In places where interventions face budget constraints, delays in approvals, and slow processes, officers carry a simple but deep worry:

What if the civil society partner gets frustrated and leaves?

That’s why the system observes us—through small things.

  1. How do you follow up?
  2. Do you use blame language or responsibility language?
  3. Do you disappear when tensions rise or do you stay present?
  4. Do you demand deliverables or do you hold dialogue?

“Aha—this is where trust plays its role.”

In my facilitation journey, I have seen this clearly: systems don’t change because of prescriptions. Systems move because of dialogue.

When we enter the system only to “train” it, the system becomes defensive. Training can silently communicate: “We know, you don’t.” And stakeholder's already live in pressure, judgement, measurement—so they naturally tighten.

But when we invite the system into conversation, it opens up. Because conversation gives the system agency. Dialogue gives the system dignity. And without dignity, transformation doesn’t happen.

That is why narrative shift doesn’t happen through posters. Narrative shift happens through safe conversations. This is where civil society partners must shift their role—from Expert to Companion.

The system is not asking us for expert solutions. The system is asking us for companionship. The biggest shift for a civil society partner is this:

“I am not here to correct the system. I am here to walk with the system.”

But companionship is not easy.

  1. It needs patience.
  2. It needs humility.
  3. It needs the ability to hold strong emotions.
  4. It needs the practice of regulating our own ego.

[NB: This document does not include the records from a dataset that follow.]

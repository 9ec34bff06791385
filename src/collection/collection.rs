use std::{collections::BTreeMap, fmt};

use geo::{BoundingRect, Coord, Geometry, Point, Rect};
use polars::prelude::{AnyValue, DataFrame};

use crate::{crs::{Crs, crs_label}, error::{Error, Result}};

/// An ordered set of features: one geometry plus one attribute row each.
///
/// Attributes live in a polars `DataFrame` whose row `i` belongs to geometry `i`.
#[derive(Debug, Clone)]
pub struct FeatureCollection {
    name: String,
    crs: Option<Crs>,
    geometries: Vec<Geometry<f64>>,
    data: DataFrame,
}

/// Borrowed view of a single feature.
#[derive(Debug, Clone, Copy)]
pub struct Feature<'a> {
    index: usize,
    geometry: &'a Geometry<f64>,
    data: &'a DataFrame,
}

impl<'a> Feature<'a> {
    #[inline] pub fn index(&self) -> usize { self.index }

    #[inline] pub fn geometry(&self) -> &'a Geometry<f64> { self.geometry }

    /// Scalar value of the named attribute for this feature.
    pub fn attribute(&self, name: &str) -> Option<AnyValue<'a>> {
        self.data.column(name).ok()?.get(self.index).ok()
    }

    /// All attributes of this feature, keyed by column name.
    pub fn attributes(&self) -> BTreeMap<String, AnyValue<'a>> {
        self.data.get_columns().iter()
            .filter_map(|column| Some((column.name().to_string(), column.get(self.index).ok()?)))
            .collect()
    }
}

impl FeatureCollection {
    /// Construct a collection, checking that every geometry has an attribute row.
    pub fn new(name: impl Into<String>, crs: Option<Crs>, geometries: Vec<Geometry<f64>>, data: DataFrame) -> Result<Self> {
        let name = name.into();
        if data.width() > 0 && data.height() != geometries.len() {
            return Err(Error::Config(format!(
                "collection '{name}' has {} geometries but {} attribute rows",
                geometries.len(), data.height(),
            )));
        }
        Ok(Self { name, crs, geometries, data })
    }

    #[inline] pub fn name(&self) -> &str { &self.name }

    #[inline] pub fn crs(&self) -> Option<&Crs> { self.crs.as_ref() }

    #[inline] pub fn len(&self) -> usize { self.geometries.len() }

    #[inline] pub fn is_empty(&self) -> bool { self.geometries.is_empty() }

    #[inline] pub fn geometries(&self) -> &[Geometry<f64>] { &self.geometries }

    #[inline] pub fn data(&self) -> &DataFrame { &self.data }

    /// Tag the collection with a CRS without touching coordinates.
    /// Used for datasets whose `.prj` sidecar is missing or unrecognised.
    pub fn with_crs(mut self, crs: Crs) -> Self {
        self.crs = Some(crs);
        self
    }

    /// Replace geometries, keeping attributes. Caller guarantees same length.
    pub(crate) fn with_geometries(&self, geometries: Vec<Geometry<f64>>, crs: Crs) -> Self {
        debug_assert_eq!(geometries.len(), self.geometries.len());
        Self { name: self.name.clone(), crs: Some(crs), geometries, data: self.data.clone() }
    }

    /// Feature at position `index`.
    pub fn feature(&self, index: usize) -> Option<Feature<'_>> {
        Some(Feature { index, geometry: self.geometries.get(index)?, data: &self.data })
    }

    pub fn iter(&self) -> impl Iterator<Item = Feature<'_>> {
        self.geometries.iter().enumerate()
            .map(|(index, geometry)| Feature { index, geometry, data: &self.data })
    }

    /// Attribute column names, in table order.
    pub fn columns(&self) -> Vec<String> {
        self.data.get_column_names().into_iter().map(|name| name.to_string()).collect()
    }

    /// Total bounds of all geometries.
    pub fn bounds(&self) -> Option<Rect<f64>> {
        self.geometries.iter()
            .filter_map(|geometry| geometry.bounding_rect())
            .reduce(|a, b| Rect::new(
                Coord { x: a.min().x.min(b.min().x), y: a.min().y.min(b.min().y) },
                Coord { x: a.max().x.max(b.max().x), y: a.max().y.max(b.max().y) },
            ))
    }

    /// Every point position in the collection (points and multipoints only).
    pub fn points(&self) -> Vec<Point<f64>> {
        self.geometries.iter()
            .flat_map(|geometry| match geometry {
                Geometry::Point(point) => vec![*point],
                Geometry::MultiPoint(points) => points.0.clone(),
                _ => Vec::new(),
            })
            .collect()
    }

    /// Record count, geometry mix, attribute columns and CRS.
    pub fn summary(&self) -> Summary {
        let mut geometry_mix: BTreeMap<&'static str, usize> = BTreeMap::new();
        for geometry in &self.geometries {
            *geometry_mix.entry(geometry_kind(geometry)).or_default() += 1;
        }

        Summary {
            name: self.name.clone(),
            records: self.len(),
            geometry_mix,
            columns: self.data.get_columns().iter()
                .map(|column| (column.name().to_string(), column.dtype().to_string()))
                .collect(),
            crs: self.crs,
        }
    }
}

/// Short name for the geometry variant.
pub(crate) fn geometry_kind(geometry: &Geometry<f64>) -> &'static str {
    match geometry {
        Geometry::Point(_) => "Point",
        Geometry::MultiPoint(_) => "MultiPoint",
        Geometry::Line(_) | Geometry::LineString(_) => "LineString",
        Geometry::MultiLineString(_) => "MultiLineString",
        Geometry::Polygon(_) | Geometry::Rect(_) | Geometry::Triangle(_) => "Polygon",
        Geometry::MultiPolygon(_) => "MultiPolygon",
        Geometry::GeometryCollection(_) => "GeometryCollection",
    }
}

/// Debug overview of a loaded collection.
#[derive(Debug, Clone)]
pub struct Summary {
    pub name: String,
    pub records: usize,
    pub geometry_mix: BTreeMap<&'static str, usize>,
    pub columns: Vec<(String, String)>,
    pub crs: Option<Crs>,
}

impl fmt::Display for Summary {
    fn fmt(&self, f: &mut fmt::Formatter<'_>) -> fmt::Result {
        writeln!(f, "Dataset: {}", self.name)?;
        writeln!(f, "Number of records: {}", self.records)?;
        writeln!(f, "CRS: {}", crs_label(self.crs.as_ref()))?;
        writeln!(f, "Geometry mix:")?;
        for (kind, count) in &self.geometry_mix {
            writeln!(f, "  - {kind}: {count}")?;
        }
        writeln!(f, "Attribute columns:")?;
        for (column, dtype) in &self.columns {
            writeln!(f, "  - {column} ({dtype})")?;
        }
        Ok(())
    }
}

And above all, it needs the courage to stay present even when results are not immediate. Because there is no hack to build trust. The only way to build trust is:

  1. Consistent presence
  2. Deep listening
  3. No shortcuts
  4. No performance
  5. Long-term intent

The system needs civil society partners to come out of “project mode” and enter “relationship mode”. It needs civil society partners not just to bring agendas, but to bring safety. Safety that even when approvals are delayed, budgets are stuck, decisions are slow—the civil society partner will not disappear.

When I pause and reflect on my work, I feel the system is asking us only a few honest questions:

  1. Will you stay with us when results are not immediate?
  2. Can you tolerate our contradictions?
  3. Will you treat our limitations with dignity—not judgement?
  4. Can you help us feel what thriving means?

The system is seeking trust. And trust comes when the system feels:

“The civil society partner is with us… not above us.”